(Data items)
::::::
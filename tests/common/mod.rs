//! Common test utilities and fixtures.

#![allow(dead_code)]

use chrono::{DateTime, Utc};
use opentelemetry_proto::tonic::{
    collector::metrics::v1::ExportMetricsServiceRequest,
    common::v1::{any_value, AnyValue, KeyValue},
    metrics::v1::{metric::Data, number_data_point, Gauge, Metric, NumberDataPoint, ResourceMetrics, ScopeMetrics},
    resource::v1::Resource,
};
use pulseops_lib::core::bucket::timestamp_from_millis;
use pulseops_lib::core::{Config, MetricRow, PulseError, Result, TimeBucket};
use pulseops_lib::storage::{InMemoryStore, MetricStore, RangeRead};
use pulseops_lib::topology::{Consistency, TopologyPolicy};
use pulseops_lib::Application;
use serde_json::{json, Value};
use std::collections::HashSet;
use std::sync::atomic::{AtomicBool, AtomicUsize, Ordering};
use std::sync::{Arc, Mutex};

pub const T0_MS: i64 = 1_700_000_000_000;
pub const DAY_MS: i64 = 86_400_000;

pub fn ts(millis: i64) -> DateTime<Utc> {
    timestamp_from_millis(millis).unwrap()
}

/// OTLP/JSON gauge payload for one node; each point is `(epoch millis, value)`.
pub fn gauge_payload(node: &str, metric: &str, points: &[(i64, f64)]) -> Value {
    let data_points: Vec<Value> = points
        .iter()
        .map(|(millis, value)| {
            json!({
                "timeUnixNano": (i128::from(*millis) * 1_000_000).to_string(),
                "asDouble": value,
            })
        })
        .collect();

    json!({
        "resourceMetrics": [{
            "resource": {"attributes": [{"key": "node.id", "value": {"stringValue": node}}]},
            "scopeMetrics": [{
                "metrics": [{"name": metric, "gauge": {"dataPoints": data_points}}]
            }]
        }]
    })
}

/// Protobuf equivalent of [`gauge_payload`].
pub fn gauge_request(node: &str, metric: &str, points: &[(i64, f64)]) -> ExportMetricsServiceRequest {
    let data_points = points
        .iter()
        .map(|(millis, value)| NumberDataPoint {
            time_unix_nano: u64::try_from(*millis).unwrap() * 1_000_000,
            value: Some(number_data_point::Value::AsDouble(*value)),
            ..Default::default()
        })
        .collect();

    ExportMetricsServiceRequest {
        resource_metrics: vec![ResourceMetrics {
            resource: Some(Resource {
                attributes: vec![KeyValue {
                    key: "node.id".into(),
                    value: Some(AnyValue {
                        value: Some(any_value::Value::StringValue(node.into())),
                    }),
                }],
                ..Default::default()
            }),
            scope_metrics: vec![ScopeMetrics {
                metrics: vec![Metric {
                    name: metric.into(),
                    data: Some(Data::Gauge(Gauge { data_points })),
                    ..Default::default()
                }],
                ..Default::default()
            }],
            ..Default::default()
        }],
    }
}

/// In-memory store with injectable faults.
#[derive(Default)]
pub struct FlakyStore {
    pub inner: InMemoryStore,
    failing_buckets: Mutex<HashSet<TimeBucket>>,
    fail_writes: AtomicBool,
    fail_every_nth_write: AtomicUsize,
    pub inserts: AtomicUsize,
    pub reads: AtomicUsize,
}

impl FlakyStore {
    pub fn new() -> Arc<Self> {
        Arc::new(Self::default())
    }

    /// Every read of `bucket` fails.
    pub fn fail_bucket(&self, bucket: TimeBucket) {
        self.failing_buckets.lock().unwrap().insert(bucket);
    }

    /// Every write fails.
    pub fn fail_all_writes(&self) {
        self.fail_writes.store(true, Ordering::SeqCst);
    }

    /// Every `n`th write fails.
    pub fn fail_every_nth_write(&self, n: usize) {
        self.fail_every_nth_write.store(n, Ordering::SeqCst);
    }
}

#[async_trait::async_trait]
impl MetricStore for FlakyStore {
    fn name(&self) -> &'static str {
        "flaky"
    }

    async fn verify_schema(&self) -> Result<()> {
        self.inner.verify_schema().await
    }

    async fn create_schema(&self, topology: &TopologyPolicy) -> Result<()> {
        self.inner.create_schema(topology).await
    }

    async fn insert(&self, row: &MetricRow, consistency: Consistency) -> Result<()> {
        let call = self.inserts.fetch_add(1, Ordering::SeqCst) + 1;
        let nth = self.fail_every_nth_write.load(Ordering::SeqCst);
        if self.fail_writes.load(Ordering::SeqCst) || (nth > 0 && call % nth == 0) {
            return Err(PulseError::storage_unavailable("write timeout"));
        }
        self.inner.insert(row, consistency).await
    }

    async fn select_range(&self, read: &RangeRead, consistency: Consistency) -> Result<Vec<MetricRow>> {
        self.reads.fetch_add(1, Ordering::SeqCst);
        if self.failing_buckets.lock().unwrap().contains(&read.bucket) {
            return Err(PulseError::storage_unavailable(format!("read timeout on {}", read.bucket)));
        }
        self.inner.select_range(read, consistency).await
    }

    async fn shutdown(&self) -> Result<()> {
        self.inner.shutdown().await
    }
}

/// Application over `store` with default configuration.
pub fn app_with(store: Arc<dyn MetricStore>) -> Application {
    Application::with_store(Config::default(), store).unwrap()
}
::::::
:: Work required ::
From the records given above, copy all lines containing "TopologyPolicy".

:: Exercise answer ::
use pulseops_lib::topology::{Consistency, TopologyPolicy};
    async fn create_schema(&self, topology: &TopologyPolicy) -> Result<()> {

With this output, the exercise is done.